A Close Call: I Almost Missed Repairing My Relationship With My Parents

In AmiLiving Issue #280, we published an article entitled “Shattered Hearts,” in which we first highlighted the phenomenon of children cutting themselves off from their parents. Since then, we have featured numerous letters and other articles about this tragedy. To those going through it, it is an excruciatingly painful and unrelenting experience, and it is only with great effort that these parents are able to put one foot in front of the other and focus on the nachas they do have. As one woman wrote to us, “I survived the Holocaust only to experience another one years later.” Granted, there are extreme situations in which such measures are warranted, but when it starts to become rampant—the late Rav Shlomo Gissinger, zt”l, referred to it as a “mageifah”—we need to examine if perhaps people are being too readily and irresponsibly encouraged to cut their parents off.
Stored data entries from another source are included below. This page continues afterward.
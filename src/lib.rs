//! Statebound: declarative state machines bound to record fields
//!
//! A machine governs one field of a stateful record. It is declared once,
//! up front, as a set of transition rules and aliases, then evaluated into
//! an immutable definition that every record of the type shares. Records
//! are reached only through the [`integration::HostRecord`] and
//! [`integration::Record`] traits, so any storage layer can host a machine.
//!
//! # Core Concepts
//!
//! - **States and endpoints**: type-safe states via the `State` trait, plus
//!   the `Any` wildcard and the empty field
//! - **Transition rules**: named or anonymous moves, checked for ambiguity
//!   when declared and matched in declaration order
//! - **Aliases**: named state sets with optional negation and opposites
//! - **Integration**: validation of pending changes, guarded transitions,
//!   entry timestamp tracking and historical queries
//!
//! # Example
//!
//! ```rust
//! use statebound::builder::{transition, MachineBuilder, MachineOptions};
//! use statebound::integration::InMemoryRecord;
//! use statebound::state_enum;
//! use std::sync::Arc;
//!
//! state_enum! {
//!     enum Account {
//!         Pending => "pending",
//!         Active => "active",
//!         Closed => "closed",
//!     }
//! }
//!
//! let mut builder = MachineBuilder::new(MachineOptions::new().initial(Account::Pending));
//! let activate = builder.register_transition(
//!     transition("activate").from(Account::Pending).to(Account::Active),
//! )?;
//! builder.register_transition(transition("close").from_any().to(Account::Closed))?;
//! let machine = Arc::new(builder.evaluate()?);
//!
//! let mut account = machine.integration(InMemoryRecord::new());
//! account.ensure_initial_state();
//! assert!(account.can(activate));
//!
//! account.attempt(activate, true).unwrap();
//! assert!(account.is_in(&Account::Active));
//! assert!(!account.can(activate));
//! # Ok::<(), statebound::builder::DefinitionError>(())
//! ```

pub mod builder;
pub mod core;
pub mod integration;
pub mod machine;

// Re-export commonly used types
pub use builder::{
    AliasBuilder, DefinitionError, MachineBuilder, MachineOptions, TransitionBuilder,
};
pub use core::{ChangeScope, Endpoint, Guard, Namespace, State};
pub use integration::{
    AttemptOutcome, HostRecord, InMemoryRecord, IntegrationContext, Record, TransitionError,
    Violation,
};
pub use machine::{AliasHandle, MachineDefinition, MachineRegistry, TransitionHandle};
//! Normalisation applied to every table before analysis.

use std::collections::HashSet;

use super::table::RawTable;

/// Cell tokens treated as missing (compared case-insensitively after trimming).
const MISSING_TOKENS: &[&str] = &["", "na", "n/a", "nan", "null", "none"];

/// Clean a freshly loaded table.
///
/// Headers are trimmed, blank ones named `column_{n}` and duplicates suffixed
/// `.1`, `.2`. Text cells are trimmed and missing tokens become `None`. Rows
/// and then columns with no values at all are dropped.
pub fn clean_table(raw: RawTable) -> RawTable {
    let headers = normalize_headers(&raw.headers);

    let rows: Vec<Vec<Option<String>>> = raw
        .rows
        .into_iter()
        .map(|row| row.into_iter().map(normalize_cell).collect::<Vec<_>>())
        .filter(|row| row.iter().any(Option::is_some))
        .collect();

    let keep: Vec<bool> = (0..headers.len())
        .map(|idx| rows.iter().any(|row| row[idx].is_some()))
        .collect();

    let headers = headers
        .into_iter()
        .zip(&keep)
        .filter(|(_, keep)| **keep)
        .map(|(header, _)| header)
        .collect();

    let rows = rows
        .into_iter()
        .map(|row| {
            row.into_iter()
                .zip(&keep)
                .filter(|(_, keep)| **keep)
                .map(|(cell, _)| cell)
                .collect()
        })
        .collect();

    RawTable { headers, rows }
}

fn normalize_cell(cell: Option<String>) -> Option<String> {
    let cell = cell?;
    let trimmed = cell.trim();
    if is_missing_token(trimmed) {
        None
    } else if trimmed.len() == cell.len() {
        Some(cell)
    } else {
        Some(trimmed.to_string())
    }
}

fn is_missing_token(value: &str) -> bool {
    MISSING_TOKENS
        .iter()
        .any(|token| token.eq_ignore_ascii_case(value))
}

fn normalize_headers(headers: &[String]) -> Vec<String> {
    let mut seen = HashSet::new();
    headers
        .iter()
        .enumerate()
        .map(|(idx, header)| {
            let base = match header.trim_start_matches('\u{feff}').trim() {
                "" => format!("column_{}", idx + 1),
                name => name.to_string(),
            };

            let mut candidate = base.clone();
            let mut suffix = 1;
            while !seen.insert(candidate.clone()) {
                candidate = format!("{base}.{suffix}");
                suffix += 1;
            }
            candidate
        })
        .collect()
}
Recently, I was contacted by a woman who related that several years earlier she had severed her relationship with her parents on the advice of a therapist. She sobbed as she told me that she shudders to think of what might have happened had she not finally extricated herself from the therapist’s clutches and reconciled with them. Her father had recently passed away, and she was extremely grateful that they’d had a loving relationship for the last four years of his life. The purpose of her call? To shed light on her story. She wanted to warn others not to repeat her mistake.

What follows is my raw conversation with her. I have edited it only for clarity, so you can listen in for yourself.

What made you go for therapy?
It all started when my 17-year-old son was going through a difficult time. He had suffered a trauma. I was told to speak to Dr. Shimon Russell, who was living in Lakewood but now lives in Eretz Yisrael. He recommended that we use a different therapist, so we did, but that therapist said he couldn’t help my son. The real problem, he insisted, had to do with me and my husband.

My husband is a wonderful person. We both have chesronos, of course, but we have maalos as well. There was nothing out of the ordinary in our home or in our marriage. My son had been traumatized by something out of the ordinary, but it didn’t occur in the home. All of a sudden I found myself in therapy, where I was being led to believe that my marriage was the issue—and this really started to have an effect on it.

Then this therapist started telling me that I had to impose boundaries on my parents, which led to my causing them a lot of agmas nefesh for several years. Then one day I heard a lecture that made me realize that if I kept seeing this therapist, I was going to get divorced, and I also would never have a relationship with my parents again. The therapist was destroying my life, but I managed to save myself in the nick of time.

Let’s go back for a moment. You were having trouble with your son. What was going on at the time?
My son was acting out very badly. It’s a neis that he is now okay and married to a wonderful girl.

You saw that he was slipping, but did you know about the trauma behind your son’s behavior?
I had my suspicions.

When you went to the therapist to discuss your son’s behavior, how did your marriage suddenly become the problem?
That’s my whole point. You go to a therapist, and suddenly the problem you went for is turned into a different one, and it becomes either your marriage or your relationship with your parents or something else.